- **EXERCISE DESCRIPTION**:
The count of lines below that include the string "tier" is the whole answer.

- **TASK INPUT**:
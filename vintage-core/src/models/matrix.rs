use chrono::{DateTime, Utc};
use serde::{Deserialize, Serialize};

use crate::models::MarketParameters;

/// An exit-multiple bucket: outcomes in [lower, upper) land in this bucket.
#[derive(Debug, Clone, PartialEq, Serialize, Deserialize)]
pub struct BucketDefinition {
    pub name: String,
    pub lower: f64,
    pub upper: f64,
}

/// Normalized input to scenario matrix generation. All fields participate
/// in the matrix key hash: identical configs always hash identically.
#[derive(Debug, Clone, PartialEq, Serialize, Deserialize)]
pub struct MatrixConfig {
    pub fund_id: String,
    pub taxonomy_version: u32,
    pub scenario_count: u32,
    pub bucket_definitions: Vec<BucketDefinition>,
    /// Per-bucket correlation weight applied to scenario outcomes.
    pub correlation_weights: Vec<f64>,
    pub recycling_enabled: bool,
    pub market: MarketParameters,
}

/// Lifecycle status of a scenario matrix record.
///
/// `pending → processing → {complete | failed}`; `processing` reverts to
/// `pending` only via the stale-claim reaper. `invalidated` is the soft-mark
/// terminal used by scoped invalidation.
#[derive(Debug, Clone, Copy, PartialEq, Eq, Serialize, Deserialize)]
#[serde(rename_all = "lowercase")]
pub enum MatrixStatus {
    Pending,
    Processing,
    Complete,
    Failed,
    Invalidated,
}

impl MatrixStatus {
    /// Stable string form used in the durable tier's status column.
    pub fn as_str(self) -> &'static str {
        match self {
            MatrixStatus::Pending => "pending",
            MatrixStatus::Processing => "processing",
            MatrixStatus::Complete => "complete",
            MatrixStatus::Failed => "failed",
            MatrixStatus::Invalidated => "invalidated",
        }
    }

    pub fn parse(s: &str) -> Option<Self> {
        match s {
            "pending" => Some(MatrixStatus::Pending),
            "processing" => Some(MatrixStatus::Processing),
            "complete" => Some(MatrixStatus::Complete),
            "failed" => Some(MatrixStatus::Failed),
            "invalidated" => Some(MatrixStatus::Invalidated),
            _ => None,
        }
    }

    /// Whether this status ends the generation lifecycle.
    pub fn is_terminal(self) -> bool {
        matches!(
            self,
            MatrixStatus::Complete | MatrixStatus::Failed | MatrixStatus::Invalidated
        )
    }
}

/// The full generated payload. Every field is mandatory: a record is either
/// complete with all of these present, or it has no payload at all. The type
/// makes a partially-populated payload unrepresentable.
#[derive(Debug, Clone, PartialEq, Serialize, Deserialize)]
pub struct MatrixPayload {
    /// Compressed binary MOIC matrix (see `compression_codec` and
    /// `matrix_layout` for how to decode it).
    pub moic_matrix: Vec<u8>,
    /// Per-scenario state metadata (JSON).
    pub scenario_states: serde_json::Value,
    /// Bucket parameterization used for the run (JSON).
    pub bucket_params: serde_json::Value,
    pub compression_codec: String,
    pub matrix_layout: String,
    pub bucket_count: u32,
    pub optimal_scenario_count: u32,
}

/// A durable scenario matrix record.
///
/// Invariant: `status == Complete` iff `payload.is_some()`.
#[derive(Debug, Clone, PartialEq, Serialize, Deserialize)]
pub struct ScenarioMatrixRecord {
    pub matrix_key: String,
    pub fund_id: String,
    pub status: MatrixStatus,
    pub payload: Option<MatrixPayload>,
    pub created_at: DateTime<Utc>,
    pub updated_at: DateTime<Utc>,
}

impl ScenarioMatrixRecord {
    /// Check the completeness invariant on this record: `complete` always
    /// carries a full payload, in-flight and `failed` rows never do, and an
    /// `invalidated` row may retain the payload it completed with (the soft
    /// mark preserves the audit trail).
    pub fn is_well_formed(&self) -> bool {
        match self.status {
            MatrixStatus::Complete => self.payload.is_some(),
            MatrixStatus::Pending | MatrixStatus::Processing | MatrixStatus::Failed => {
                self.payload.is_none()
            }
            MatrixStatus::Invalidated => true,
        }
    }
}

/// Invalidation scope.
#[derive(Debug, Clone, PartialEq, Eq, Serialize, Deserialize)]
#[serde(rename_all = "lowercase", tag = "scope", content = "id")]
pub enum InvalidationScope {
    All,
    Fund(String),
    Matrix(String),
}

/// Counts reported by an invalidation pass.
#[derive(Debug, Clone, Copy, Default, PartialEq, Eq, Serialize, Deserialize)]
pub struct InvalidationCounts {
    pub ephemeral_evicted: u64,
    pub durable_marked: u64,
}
--
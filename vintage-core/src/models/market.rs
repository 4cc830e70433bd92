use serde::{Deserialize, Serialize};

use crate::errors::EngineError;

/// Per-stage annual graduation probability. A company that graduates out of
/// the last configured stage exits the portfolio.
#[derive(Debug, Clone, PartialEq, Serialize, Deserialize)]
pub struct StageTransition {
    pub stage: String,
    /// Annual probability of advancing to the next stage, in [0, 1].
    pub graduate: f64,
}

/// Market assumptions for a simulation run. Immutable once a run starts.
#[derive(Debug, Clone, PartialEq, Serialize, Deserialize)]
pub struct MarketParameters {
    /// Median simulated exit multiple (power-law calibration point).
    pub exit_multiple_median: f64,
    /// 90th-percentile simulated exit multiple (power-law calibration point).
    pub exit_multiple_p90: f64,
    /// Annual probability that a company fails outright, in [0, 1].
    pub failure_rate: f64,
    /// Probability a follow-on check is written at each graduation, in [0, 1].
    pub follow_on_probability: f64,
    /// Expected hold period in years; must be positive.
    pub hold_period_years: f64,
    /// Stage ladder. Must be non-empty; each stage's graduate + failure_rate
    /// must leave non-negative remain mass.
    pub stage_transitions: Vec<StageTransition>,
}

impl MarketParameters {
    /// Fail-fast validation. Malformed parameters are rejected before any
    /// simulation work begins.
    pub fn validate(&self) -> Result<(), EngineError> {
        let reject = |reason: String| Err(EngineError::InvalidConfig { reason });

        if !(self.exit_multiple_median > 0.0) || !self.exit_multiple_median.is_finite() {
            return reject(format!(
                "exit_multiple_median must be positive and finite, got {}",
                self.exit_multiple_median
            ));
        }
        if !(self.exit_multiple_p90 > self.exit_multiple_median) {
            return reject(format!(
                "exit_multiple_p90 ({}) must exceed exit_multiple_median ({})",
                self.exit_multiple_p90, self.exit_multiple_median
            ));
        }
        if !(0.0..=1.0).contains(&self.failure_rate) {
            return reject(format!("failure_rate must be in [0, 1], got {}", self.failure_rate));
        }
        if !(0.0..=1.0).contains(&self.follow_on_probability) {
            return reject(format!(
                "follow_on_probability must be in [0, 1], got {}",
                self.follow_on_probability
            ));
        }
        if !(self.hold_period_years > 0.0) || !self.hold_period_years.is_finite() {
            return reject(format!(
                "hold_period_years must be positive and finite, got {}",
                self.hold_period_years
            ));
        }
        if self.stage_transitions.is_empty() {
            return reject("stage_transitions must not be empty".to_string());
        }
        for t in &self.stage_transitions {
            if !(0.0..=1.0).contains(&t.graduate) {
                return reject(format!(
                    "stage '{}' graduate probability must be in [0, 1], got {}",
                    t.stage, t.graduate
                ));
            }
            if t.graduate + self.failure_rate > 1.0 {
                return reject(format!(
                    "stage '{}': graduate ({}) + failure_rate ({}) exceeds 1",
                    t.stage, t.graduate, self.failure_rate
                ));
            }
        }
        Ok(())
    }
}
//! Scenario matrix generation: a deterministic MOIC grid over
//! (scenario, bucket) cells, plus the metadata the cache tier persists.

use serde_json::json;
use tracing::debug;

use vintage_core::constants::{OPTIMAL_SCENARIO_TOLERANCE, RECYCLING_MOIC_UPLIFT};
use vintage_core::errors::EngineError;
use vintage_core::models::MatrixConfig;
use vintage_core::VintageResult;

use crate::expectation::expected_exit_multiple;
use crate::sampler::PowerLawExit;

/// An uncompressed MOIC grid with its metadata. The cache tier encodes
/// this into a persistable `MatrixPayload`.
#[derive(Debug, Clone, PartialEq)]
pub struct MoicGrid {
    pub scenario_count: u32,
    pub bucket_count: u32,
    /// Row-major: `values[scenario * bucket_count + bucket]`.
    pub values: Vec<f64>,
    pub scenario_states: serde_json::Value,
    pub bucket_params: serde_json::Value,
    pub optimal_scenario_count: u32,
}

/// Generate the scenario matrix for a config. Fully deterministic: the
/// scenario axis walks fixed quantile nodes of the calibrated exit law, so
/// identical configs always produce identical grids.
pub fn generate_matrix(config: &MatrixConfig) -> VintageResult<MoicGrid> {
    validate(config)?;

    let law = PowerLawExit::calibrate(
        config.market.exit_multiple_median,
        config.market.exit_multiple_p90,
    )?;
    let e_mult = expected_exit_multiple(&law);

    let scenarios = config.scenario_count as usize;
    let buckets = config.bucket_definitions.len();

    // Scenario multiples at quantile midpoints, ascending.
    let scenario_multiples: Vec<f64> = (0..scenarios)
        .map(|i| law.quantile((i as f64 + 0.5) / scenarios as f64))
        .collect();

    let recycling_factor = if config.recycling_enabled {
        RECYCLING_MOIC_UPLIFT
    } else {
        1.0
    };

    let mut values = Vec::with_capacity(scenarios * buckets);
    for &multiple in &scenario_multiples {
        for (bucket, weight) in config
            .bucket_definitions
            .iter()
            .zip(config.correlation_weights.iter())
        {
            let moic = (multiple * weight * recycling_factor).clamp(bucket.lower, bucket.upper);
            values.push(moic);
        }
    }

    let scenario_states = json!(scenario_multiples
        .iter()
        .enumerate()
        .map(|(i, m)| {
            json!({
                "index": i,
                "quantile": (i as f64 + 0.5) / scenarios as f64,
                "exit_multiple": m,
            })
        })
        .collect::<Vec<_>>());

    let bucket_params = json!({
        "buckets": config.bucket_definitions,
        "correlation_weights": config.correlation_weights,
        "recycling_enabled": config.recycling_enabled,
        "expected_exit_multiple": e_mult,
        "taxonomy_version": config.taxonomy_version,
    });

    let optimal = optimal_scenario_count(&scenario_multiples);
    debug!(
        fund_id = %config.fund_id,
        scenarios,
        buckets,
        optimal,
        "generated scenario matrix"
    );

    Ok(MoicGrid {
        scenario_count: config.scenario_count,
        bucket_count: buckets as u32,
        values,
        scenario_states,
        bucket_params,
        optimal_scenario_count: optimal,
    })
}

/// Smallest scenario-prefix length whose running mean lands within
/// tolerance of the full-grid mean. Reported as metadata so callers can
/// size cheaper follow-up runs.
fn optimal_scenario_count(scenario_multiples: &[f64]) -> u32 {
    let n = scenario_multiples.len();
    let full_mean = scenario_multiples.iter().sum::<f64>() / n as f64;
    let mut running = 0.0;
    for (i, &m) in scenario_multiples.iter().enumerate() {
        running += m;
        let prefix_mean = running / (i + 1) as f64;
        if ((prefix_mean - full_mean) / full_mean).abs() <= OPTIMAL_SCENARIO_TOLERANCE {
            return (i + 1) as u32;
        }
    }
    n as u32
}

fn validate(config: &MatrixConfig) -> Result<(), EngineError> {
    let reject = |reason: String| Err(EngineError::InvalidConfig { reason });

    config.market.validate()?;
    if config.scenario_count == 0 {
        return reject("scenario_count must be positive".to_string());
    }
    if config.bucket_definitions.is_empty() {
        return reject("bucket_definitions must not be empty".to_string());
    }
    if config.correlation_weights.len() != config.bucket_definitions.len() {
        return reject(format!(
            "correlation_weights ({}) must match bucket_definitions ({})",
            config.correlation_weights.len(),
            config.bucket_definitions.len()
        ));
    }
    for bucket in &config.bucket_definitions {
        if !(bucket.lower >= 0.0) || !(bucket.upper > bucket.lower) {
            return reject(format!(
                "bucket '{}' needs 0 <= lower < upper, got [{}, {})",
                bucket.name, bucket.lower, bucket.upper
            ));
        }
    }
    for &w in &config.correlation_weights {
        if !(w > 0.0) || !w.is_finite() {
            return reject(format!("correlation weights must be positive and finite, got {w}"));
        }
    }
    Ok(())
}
==
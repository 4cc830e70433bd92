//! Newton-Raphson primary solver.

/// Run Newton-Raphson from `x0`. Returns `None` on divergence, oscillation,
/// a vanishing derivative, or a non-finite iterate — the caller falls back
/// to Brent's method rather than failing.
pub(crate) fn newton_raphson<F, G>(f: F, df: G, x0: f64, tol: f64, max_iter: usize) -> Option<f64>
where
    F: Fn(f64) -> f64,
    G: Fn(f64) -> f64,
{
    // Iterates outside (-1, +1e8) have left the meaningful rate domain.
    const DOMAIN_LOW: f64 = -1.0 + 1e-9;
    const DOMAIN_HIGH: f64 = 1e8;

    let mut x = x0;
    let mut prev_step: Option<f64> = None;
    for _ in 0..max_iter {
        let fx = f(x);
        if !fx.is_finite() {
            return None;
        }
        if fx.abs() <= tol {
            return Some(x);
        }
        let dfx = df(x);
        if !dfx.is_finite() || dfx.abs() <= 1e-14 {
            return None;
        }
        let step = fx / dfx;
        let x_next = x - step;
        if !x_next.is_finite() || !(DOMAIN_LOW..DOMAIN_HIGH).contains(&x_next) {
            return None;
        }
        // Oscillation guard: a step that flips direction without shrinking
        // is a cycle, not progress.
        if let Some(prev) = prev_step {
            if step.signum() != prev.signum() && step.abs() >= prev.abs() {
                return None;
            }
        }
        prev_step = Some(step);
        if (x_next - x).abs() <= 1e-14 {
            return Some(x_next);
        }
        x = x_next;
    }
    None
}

- **ANSWER TO THIS EXERCISE**:
3